Thursday, 4 May 2017


NIBBĀNA

The state that supervenes when ignorance and craving have been uprooted is called Nibbāna (Sanskrit, Nirvana).

Nibbāna is described precisely as "profound, hard to see and hard to understand, unattainable by mere reasoning”.   Nibbāna is merely the destruction of defilements. Nibbāna cannot be perceived by those who live in lust and hate, but it can be seen with the arising of spiritual vision, and in the depths of meditation, the disciple can attain the destruction of the taints.

The Buddha does not devote many words to a philosophical definition of Nibbāna.  One reason is that Nibbāna, being unconditioned, transcendent, and supramundane, does not easily lend itself to definition in terms of concepts that are inescapably tied to the conditioned, manifest, and mundane.

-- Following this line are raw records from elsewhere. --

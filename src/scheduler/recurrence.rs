//! Recurrence patterns attached to a booked meeting

use chrono::{DateTime, Datelike, Utc, Weekday};
use serde::{Deserialize, Serialize};

#[derive(clap::ValueEnum, Clone, Copy, Debug, PartialEq, Eq, Serialize, Deserialize)]
#[serde(rename_all = "lowercase")]
pub enum RecurrenceMode {
    Weekly,
    /// Every other week, interval fixed at 2
    Biweekly,
    Monthly,
    /// Every third month, interval fixed at 3
    Quarterly,
}

#[derive(Debug, Clone, Copy, PartialEq, Serialize, Deserialize)]
pub struct RecurrenceOptions {
    pub mode: RecurrenceMode,
    #[serde(default = "one")]
    pub interval: u32,
    #[serde(default = "one")]
    pub occurrences: u32,
}

fn one() -> u32 {
    1
}

#[derive(Debug, Clone, PartialEq, Serialize)]
#[serde(rename_all = "camelCase")]
pub struct RecurrencePattern {
    #[serde(rename = "type")]
    pub kind: String,
    pub interval: u32,
    #[serde(skip_serializing_if = "Option::is_none")]
    pub days_of_week: Option<Vec<String>>,
    #[serde(skip_serializing_if = "Option::is_none")]
    pub first_day_of_week: Option<String>,
    #[serde(skip_serializing_if = "Option::is_none")]
    pub day_of_month: Option<u32>,
}

#[derive(Debug, Clone, PartialEq, Serialize)]
#[serde(rename_all = "camelCase")]
pub struct RecurrenceRange {
    #[serde(rename = "type")]
    pub kind: String,
    pub start_date: String,
    pub number_of_occurrences: u32,
    pub recurrence_time_zone: String,
}

/// Graph `patternedRecurrence`
#[derive(Debug, Clone, PartialEq, Serialize)]
pub struct PatternedRecurrence {
    pub pattern: RecurrencePattern,
    pub range: RecurrenceRange,
}

fn weekday_name(day: Weekday) -> &'static str {
    match day {
        Weekday::Mon => "monday",
        Weekday::Tue => "tuesday",
        Weekday::Wed => "wednesday",
        Weekday::Thu => "thursday",
        Weekday::Fri => "friday",
        Weekday::Sat => "saturday",
        Weekday::Sun => "sunday",
    }
}

impl RecurrenceOptions {
    /// Build the pattern anchored on the first occurrence. Interval and
    /// count are floored at 1; nothing else is validated.
    pub fn pattern_from(&self, start: DateTime<Utc>) -> PatternedRecurrence {
        let interval = self.interval.max(1);
        let occurrences = self.occurrences.max(1);

        let pattern = match self.mode {
            RecurrenceMode::Weekly | RecurrenceMode::Biweekly => RecurrencePattern {
                kind: String::from("weekly"),
                interval: if self.mode == RecurrenceMode::Biweekly {
                    2
                } else {
                    interval
                },
                days_of_week: Some(vec![weekday_name(start.weekday()).to_string()]),
                first_day_of_week: Some(String::from("monday")),
                day_of_month: None,
            },
            RecurrenceMode::Monthly | RecurrenceMode::Quarterly => RecurrencePattern {
                kind: String::from("absoluteMonthly"),
                interval: if self.mode == RecurrenceMode::Quarterly {
                    3
                } else {
                    interval
                },
                days_of_week: None,
                first_day_of_week: None,
                day_of_month: Some(start.day()),
            },
        };

        PatternedRecurrence {
            pattern,
            range: RecurrenceRange {
                kind: String::from("numbered"),
                start_date: start.format("%Y-%m-%d").to_string(),
                number_of_occurrences: occurrences,
                recurrence_time_zone: String::from("UTC"),
            },
        }
    }
}
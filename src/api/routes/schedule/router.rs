//! Router for the schedule API

use axum::{Json, Router, extract::State, routing::post};
use http::HeaderMap;

use super::public;
use crate::api::public::ApiError;
use crate::api::state::SharedState;
use crate::api::utils::graph_client;
use crate::scheduler::{
    self, BookingRequest, DEFAULT_DURATION_MINUTES, create_meeting, find_first_available,
};

async fn find_handler(
    State(state): State<SharedState>,
    headers: HeaderMap,
    Json(req): Json<public::FindTimeRequest>,
) -> Result<Json<public::FindTimeResponse>, ApiError> {
    let client = graph_client(&state.config, &headers)?;
    let configured = req
        .tenant_domain
        .as_deref()
        .or(state.config.tenant_domain.as_deref());
    let tenant_domain = client.tenant_domain(configured).await;

    let request = scheduler::FindTimeRequest {
        attendees: req.attendees,
        duration_minutes: req.duration_minutes.unwrap_or(DEFAULT_DURATION_MINUTES),
        window_start: req.window_start,
        window_end: req.window_end,
        tenant_domain: tenant_domain.clone(),
        work_hours_only: req.work_hours_only,
    };
    let suggestion = find_first_available(&client, &request).await?;

    Ok(Json(public::FindTimeResponse {
        suggestion,
        tenant_domain,
    }))
}

async fn book_handler(
    State(state): State<SharedState>,
    headers: HeaderMap,
    Json(req): Json<public::BookRequest>,
) -> Result<Json<public::BookResponse>, ApiError> {
    let client = graph_client(&state.config, &headers)?;
    let booking = BookingRequest {
        subject: req.subject,
        body_html: req.body_html,
        attendees: req.attendees,
        start: req.start,
        end: req.end,
        online: req.online.unwrap_or(true),
        location: req.location,
        recurrence: req.recurrence,
    };
    let event = create_meeting(&client, &booking).await?;

    Ok(Json(public::BookResponse {
        id: event.id,
        subject: event.subject,
        start: event.start.date_time,
        end: event.end.date_time,
        join_url: event.online_meeting.and_then(|m| m.join_url),
        web_link: event.web_link,
    }))
}

/// Create the schedule router
pub fn router() -> Router<SharedState> {
    Router::new()
        .route("/find", post(find_handler))
        .route("/book", post(book_handler))
}
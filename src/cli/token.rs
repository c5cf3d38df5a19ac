use anyhow::{Result, anyhow};
use serde_json::json;

use super::print_json;
use crate::core::AppConfig;
use crate::core::token::TokenHints;

pub fn run(config: &AppConfig) -> Result<()> {
    let token = config
        .token
        .as_deref()
        .ok_or_else(|| anyhow!("Pass --token or set GRAPHDESK_TOKEN"))?;
    let hints = TokenHints::decode(token).ok_or_else(|| anyhow!("Token is not a JWT"))?;
    let now = chrono::Utc::now();

    print_json(&json!({
        "user": hints.user,
        "tenant_id": hints.tenant_id,
        "scopes": hints.scopes,
        "expires_at": hints.expires_at,
        "expired": hints.is_expired(now),
        "minutes_left": hints.expires_at.map(|exp| (exp - now).num_minutes().max(0)),
    }))
}
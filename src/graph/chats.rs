//! Chats and chat membership

use super::models::{Chat, ConversationMember};
use super::{GraphClient, GraphError, MAX_PAGES, Paged};
use crate::core::cache::SessionCache;
use crate::core::token::bearer_token;

/// Chat members of one session, keyed by chat id
pub type ChatMembers = SessionCache<String, Vec<ConversationMember>>;

/// Chat members cached per bearer token. Membership fetched with one
/// token is never served to a request carrying another.
#[derive(Debug, Clone, Default)]
pub struct ChatMembersCache {
    sessions: SessionCache<String, ChatMembers>,
}

impl ChatMembersCache {
    pub fn new() -> Self {
        Self::default()
    }

    /// Cache for the session identified by `token`
    pub fn session(&self, token: &str) -> ChatMembers {
        self.sessions.get_or_default(bearer_token(token).to_string())
    }

    /// Number of chats cached for `token`
    pub fn cached_for(&self, token: &str) -> usize {
        self.sessions
            .get(&bearer_token(token).to_string())
            .map_or(0, |members| members.len())
    }

    /// Forget everything cached for `token`, used on sign out
    pub fn end_session(&self, token: &str) {
        self.sessions.invalidate(&bearer_token(token).to_string());
    }

    /// Drop every session
    pub fn clear(&self) {
        self.sessions.clear();
    }

    /// Number of chats cached across all sessions
    pub fn len(&self) -> usize {
        let mut total = 0;
        self.sessions.for_each(|_, members| total += members.len());
        total
    }

    pub fn is_empty(&self) -> bool {
        self.len() == 0
    }
}

impl GraphClient {
    pub async fn chats(&self) -> Result<Paged<Chat>, GraphError> {
        self.get_all_pages("/me/chats", &[("$top", "50".to_string())], &[], MAX_PAGES)
            .await
    }

    /// Members of a chat. Cached for the session of this client's
    /// token; failures are not cached.
    pub async fn chat_members(
        &self,
        cache: &ChatMembersCache,
        chat_id: &str,
    ) -> Result<Vec<ConversationMember>, GraphError> {
        let cache = cache.session(self.token());
        if let Some(members) = cache.get(&chat_id.to_string()) {
            tracing::debug!("Chat members cache hit for {}", chat_id);
            return Ok(members);
        }

        let path = format!("/chats/{}/members", urlencoding::encode(chat_id));
        let members = self
            .get_all_pages::<ConversationMember>(&path, &[], &[], MAX_PAGES)
            .await?
            .items;
        cache.set(chat_id.to_string(), members.clone());
        Ok(members)
    }
}
//! Sending mail as the signed in user

use std::time::Duration;

use itertools::Itertools;
use reqwest::StatusCode;
use serde::Serialize;

use super::models::{EmailAddress, Recipient};
use super::{GraphClient, GraphError};

/// Recipients per message, below the Exchange per-message limit
pub const BCC_CHUNK_SIZE: usize = 90;
pub const DEFAULT_SEND_PAUSE: Duration = Duration::from_millis(250);

#[derive(Debug, Clone, Serialize)]
#[serde(rename_all = "camelCase")]
pub struct ItemBody {
    pub content_type: String,
    pub content: String,
}

impl ItemBody {
    pub fn new(content: &str, is_html: bool) -> Self {
        Self {
            content_type: if is_html { "HTML" } else { "Text" }.to_string(),
            content: content.to_string(),
        }
    }
}

#[derive(Debug, Clone, Serialize)]
#[serde(rename_all = "camelCase")]
pub struct OutgoingMessage {
    pub subject: String,
    pub body: ItemBody,
    pub to_recipients: Vec<Recipient>,
    pub bcc_recipients: Vec<Recipient>,
}

#[derive(Serialize)]
#[serde(rename_all = "camelCase")]
struct SendMailRequest<'a> {
    message: &'a OutgoingMessage,
    save_to_sent_items: bool,
}

#[derive(Debug, Clone, Default, Serialize, PartialEq)]
pub struct BulkSendReport {
    pub sent: usize,
    pub failed: usize,
    pub last_error: Option<String>,
}

pub fn recipients(addresses: &[String]) -> Vec<Recipient> {
    addresses
        .iter()
        .map(|address| Recipient {
            email_address: EmailAddress {
                address: address.clone(),
                name: None,
            },
        })
        .collect()
}

/// Trim, lowercase and drop blank or repeated addresses, keeping order
pub fn dedupe_addresses(addresses: &[String]) -> Vec<String> {
    addresses
        .iter()
        .map(|a| a.trim().to_lowercase())
        .filter(|a| !a.is_empty())
        .unique()
        .collect()
}

impl GraphClient {
    pub async fn send_mail(&self, message: &OutgoingMessage) -> Result<(), GraphError> {
        let status = self
            .post_empty(
                "/me/sendMail",
                &SendMailRequest {
                    message,
                    save_to_sent_items: true,
                },
            )
            .await?;
        if status != StatusCode::ACCEPTED {
            tracing::debug!("sendMail answered {} instead of 202", status);
        }
        Ok(())
    }

    /// Send one message per chunk of BCC recipients. A failed chunk is
    /// counted and the run continues, except for authorization
    /// failures which stop it.
    pub async fn send_bulk_bcc(
        &self,
        subject: &str,
        body: &ItemBody,
        addresses: &[String],
        pause: Duration,
    ) -> Result<BulkSendReport, GraphError> {
        let addresses = dedupe_addresses(addresses);
        if addresses.is_empty() {
            return Err(GraphError::InvalidInput(String::from("no recipients")));
        }

        let mut report = BulkSendReport::default();
        let chunks: Vec<&[String]> = addresses.chunks(BCC_CHUNK_SIZE).collect();
        let total = chunks.len();

        for (i, chunk) in chunks.into_iter().enumerate() {
            let message = OutgoingMessage {
                subject: subject.to_string(),
                body: body.clone(),
                to_recipients: vec![],
                bcc_recipients: recipients(chunk),
            };
            match self.send_mail(&message).await {
                Ok(()) => report.sent += 1,
                Err(e @ GraphError::Unauthorized { .. }) => return Err(e),
                Err(e) => {
                    tracing::warn!("Bulk send chunk {}/{} failed: {}", i + 1, total, e);
                    report.failed += 1;
                    report.last_error = Some(e.to_string());
                }
            }
            if i + 1 < total && !pause.is_zero() {
                tokio::time::sleep(pause).await;
            }
        }

        Ok(report)
    }
}
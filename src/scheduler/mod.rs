//! Finding a common meeting time and booking it.
//!
//! Availability comes from Graph `findMeetingTimes`. When the strict
//! query (everyone required) comes back empty the search is repeated
//! with external attendees made optional, then with internal attendees
//! only. A slot is only ever returned if Graph suggested it.

mod booking;
pub mod recurrence;

pub use booking::{BookingRequest, create_meeting};

use async_trait::async_trait;
use chrono::{DateTime, Duration, Utc};
use serde::{Deserialize, Serialize};

use crate::graph::models::{DateTimeTimeZone, EmailAddress};
use crate::graph::{GraphClient, GraphError};

pub const MIN_DURATION_MINUTES: i64 = 15;
pub const MAX_DURATION_MINUTES: i64 = 240;
pub const DEFAULT_DURATION_MINUTES: i64 = 30;
pub const DEFAULT_WINDOW_DAYS: i64 = 7;
const MAX_CANDIDATES: u32 = 10;

pub fn clamp_duration(minutes: i64) -> i64 {
    minutes.clamp(MIN_DURATION_MINUTES, MAX_DURATION_MINUTES)
}

/// ISO-8601 duration for a clamped meeting length, e.g. `PT30M`
pub fn iso_duration(minutes: i64) -> String {
    format!("PT{}M", clamp_duration(minutes))
}

#[derive(Debug, Clone, Default, PartialEq)]
pub struct AttendeeSplit {
    pub internal: Vec<String>,
    pub external: Vec<String>,
}

impl AttendeeSplit {
    pub fn all(&self) -> Vec<String> {
        self.internal
            .iter()
            .chain(self.external.iter())
            .cloned()
            .collect()
    }
}

/// Split addresses on whether their domain is the tenant's. Without a
/// tenant domain everyone is external.
pub fn split_attendees(emails: &[String], tenant_domain: Option<&str>) -> AttendeeSplit {
    let mut split = AttendeeSplit::default();
    for addr in emails.iter().map(|e| e.trim()).filter(|e| !e.is_empty()) {
        let domain = addr.split('@').nth(1).unwrap_or("");
        match tenant_domain {
            Some(tenant) if !tenant.is_empty() && domain.eq_ignore_ascii_case(tenant.trim()) => {
                split.internal.push(addr.to_string())
            }
            _ => split.external.push(addr.to_string()),
        }
    }
    split
}

#[derive(Debug, Clone, Serialize, PartialEq)]
#[serde(rename_all = "camelCase")]
pub struct AttendeeBase {
    pub email_address: EmailAddress,
    #[serde(rename = "type")]
    pub kind: AttendeeType,
}

#[derive(Debug, Clone, Copy, Serialize, PartialEq, Eq)]
#[serde(rename_all = "lowercase")]
pub enum AttendeeType {
    Required,
    Optional,
}

#[derive(Debug, Clone, Serialize, PartialEq)]
pub struct TimeSlot {
    pub start: DateTimeTimeZone,
    pub end: DateTimeTimeZone,
}

#[derive(Debug, Clone, Serialize, PartialEq)]
#[serde(rename_all = "camelCase")]
pub struct TimeConstraint {
    #[serde(skip_serializing_if = "Option::is_none")]
    pub activity_domain: Option<String>,
    pub time_slots: Vec<TimeSlot>,
}

/// Body of `POST /me/findMeetingTimes`
#[derive(Debug, Clone, Serialize, PartialEq)]
#[serde(rename_all = "camelCase")]
pub struct FindMeetingTimesRequest {
    pub attendees: Vec<AttendeeBase>,
    pub time_constraint: TimeConstraint,
    pub meeting_duration: String,
    pub max_candidates: u32,
    pub is_organizer_optional: bool,
    pub return_suggestion_reasons: bool,
    /// Fraction of attendees that must be free, 0.0 to 1.0
    pub minimum_attendee_percentage: f64,
}

impl FindMeetingTimesRequest {
    pub fn required_count(&self) -> usize {
        self.attendees
            .iter()
            .filter(|a| a.kind == AttendeeType::Required)
            .count()
    }
}

#[derive(Debug, Clone, Deserialize, PartialEq)]
#[serde(rename_all = "camelCase")]
pub struct MeetingTimeSlot {
    pub start: DateTimeTimeZone,
    pub end: DateTimeTimeZone,
}

#[derive(Debug, Clone, Deserialize, PartialEq)]
#[serde(rename_all = "camelCase")]
pub struct MeetingTimeSuggestion {
    pub confidence: Option<f64>,
    pub meeting_time_slot: MeetingTimeSlot,
    pub suggestion_reason: Option<String>,
}

#[derive(Deserialize)]
#[serde(rename_all = "camelCase")]
struct MeetingTimeSuggestionsResult {
    #[serde(default)]
    meeting_time_suggestions: Vec<MeetingTimeSuggestion>,
    empty_suggestions_reason: Option<String>,
}

/// Source of availability suggestions
#[async_trait]
pub trait MeetingTimeFinder: Send + Sync {
    async fn find_meeting_times(
        &self,
        request: &FindMeetingTimesRequest,
    ) -> Result<Vec<MeetingTimeSuggestion>, GraphError>;
}

#[async_trait]
impl MeetingTimeFinder for GraphClient {
    async fn find_meeting_times(
        &self,
        request: &FindMeetingTimesRequest,
    ) -> Result<Vec<MeetingTimeSuggestion>, GraphError> {
        let result: MeetingTimeSuggestionsResult =
            self.post_json("/me/findMeetingTimes", request).await?;
        if result.meeting_time_suggestions.is_empty()
            && let Some(reason) = result.empty_suggestions_reason
        {
            tracing::debug!("No meeting time suggestions: {}", reason);
        }
        Ok(result.meeting_time_suggestions)
    }
}

/// Which query produced a suggestion, from strictest to most relaxed
#[derive(Debug, Clone, Copy, Serialize, Deserialize, PartialEq, Eq)]
#[serde(rename_all = "snake_case")]
pub enum Attempt {
    AllRequired,
    ExternalOptional,
    InternalOnly,
}

#[derive(Debug, Clone, Default, Deserialize)]
pub struct FindTimeRequest {
    pub attendees: Vec<String>,
    #[serde(default = "default_duration")]
    pub duration_minutes: i64,
    pub window_start: Option<DateTime<Utc>>,
    pub window_end: Option<DateTime<Utc>>,
    pub tenant_domain: Option<String>,
    #[serde(default)]
    pub work_hours_only: bool,
}

fn default_duration() -> i64 {
    DEFAULT_DURATION_MINUTES
}

#[derive(Debug, Clone, Serialize, PartialEq)]
pub struct MeetingSuggestion {
    pub start: DateTime<Utc>,
    pub end: DateTime<Utc>,
    pub confidence: f64,
    pub attempt: Attempt,
}

/// Half-open window `[start, end)`, defaulting to the next seven days
pub fn resolve_window(
    start: Option<DateTime<Utc>>,
    end: Option<DateTime<Utc>>,
    now: DateTime<Utc>,
) -> Result<(DateTime<Utc>, DateTime<Utc>), GraphError> {
    let start = start.unwrap_or(now);
    let end = end.unwrap_or_else(|| now + Duration::days(DEFAULT_WINDOW_DAYS));
    if end <= start {
        return Err(GraphError::InvalidInput(format!(
            "window end {} is not after start {}",
            end, start
        )));
    }
    Ok((start, end))
}

fn attendee_list(required: &[String], optional: &[String]) -> Vec<AttendeeBase> {
    let entry = |address: &String, kind| AttendeeBase {
        email_address: EmailAddress {
            address: address.clone(),
            name: None,
        },
        kind,
    };
    required
        .iter()
        .map(|a| entry(a, AttendeeType::Required))
        .chain(optional.iter().map(|a| entry(a, AttendeeType::Optional)))
        .collect()
}

/// Threshold for the relaxed attempt: the internal share of attendees,
/// never below one half
pub fn relaxed_threshold(internal: usize, external: usize) -> f64 {
    let total = internal + external;
    if total == 0 {
        return 1.0;
    }
    (internal as f64 / total as f64).clamp(0.5, 1.0)
}

/// Pick the suggestion that starts first. Suggestions whose times can't
/// be read are ignored.
pub fn earliest_suggestion(
    suggestions: &[MeetingTimeSuggestion],
    attempt: Attempt,
) -> Option<MeetingSuggestion> {
    suggestions
        .iter()
        .filter_map(|s| {
            let start = s.meeting_time_slot.start.to_utc()?;
            let end = s.meeting_time_slot.end.to_utc()?;
            Some(MeetingSuggestion {
                start,
                end,
                confidence: s.confidence.unwrap_or(0.0),
                attempt,
            })
        })
        .min_by_key(|s| s.start)
}

/// Find the earliest slot where the attendees can meet, relaxing
/// requirements when the strict query finds nothing. Returns `Ok(None)`
/// when no attempt produced a slot; failed attempts count as empty.
pub async fn find_first_available<F>(
    finder: &F,
    request: &FindTimeRequest,
) -> Result<Option<MeetingSuggestion>, GraphError>
where
    F: MeetingTimeFinder + ?Sized,
{
    let attendees: Vec<String> = request
        .attendees
        .iter()
        .map(|a| a.trim().to_string())
        .filter(|a| !a.is_empty())
        .collect();
    if attendees.is_empty() {
        return Err(GraphError::InvalidInput(String::from(
            "at least one attendee is required",
        )));
    }

    let (start, end) = resolve_window(request.window_start, request.window_end, Utc::now())?;
    let time_constraint = TimeConstraint {
        activity_domain: request.work_hours_only.then(|| String::from("work")),
        time_slots: vec![TimeSlot {
            start: DateTimeTimeZone::utc(start),
            end: DateTimeTimeZone::utc(end),
        }],
    };
    let meeting_duration = iso_duration(request.duration_minutes);
    let split = split_attendees(&attendees, request.tenant_domain.as_deref());

    let query = |required: &[String], optional: &[String], threshold: f64| {
        FindMeetingTimesRequest {
            attendees: attendee_list(required, optional),
            time_constraint: time_constraint.clone(),
            meeting_duration: meeting_duration.clone(),
            max_candidates: MAX_CANDIDATES,
            is_organizer_optional: false,
            return_suggestion_reasons: true,
            minimum_attendee_percentage: threshold,
        }
    };

    let mut attempts = vec![(Attempt::AllRequired, query(&attendees, &[], 1.0))];
    if !split.internal.is_empty() && !split.external.is_empty() {
        attempts.push((
            Attempt::ExternalOptional,
            query(
                &split.internal,
                &split.external,
                relaxed_threshold(split.internal.len(), split.external.len()),
            ),
        ));
    }
    if !split.internal.is_empty() {
        attempts.push((Attempt::InternalOnly, query(&split.internal, &[], 1.0)));
    }

    for (attempt, body) in attempts {
        let suggestions = match finder.find_meeting_times(&body).await {
            Ok(suggestions) => suggestions,
            Err(e) => {
                tracing::warn!("findMeetingTimes {:?} attempt failed: {}", attempt, e);
                continue;
            }
        };
        if let Some(found) = earliest_suggestion(&suggestions, attempt) {
            tracing::debug!("Found slot at {} on {:?} attempt", found.start, attempt);
            return Ok(Some(found));
        }
    }

    Ok(None)
}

  Another is that the Buddha's objective is leading beings to release from suffering, and thus his principal approach to the characterization of Nibbāna is to inspire the incentive to attain it and to show what must be done to accomplish this. To show Nibbāna as desirable, as the aim of striving, he describes it as the highest bliss, as the supreme state of sublime peace, as the ageless, deathless, and sorrow less.  Above all, Nibbāna is the cessation of suffering, and for those who seek an end to suffering such a designation is enough to beckon them towards the path.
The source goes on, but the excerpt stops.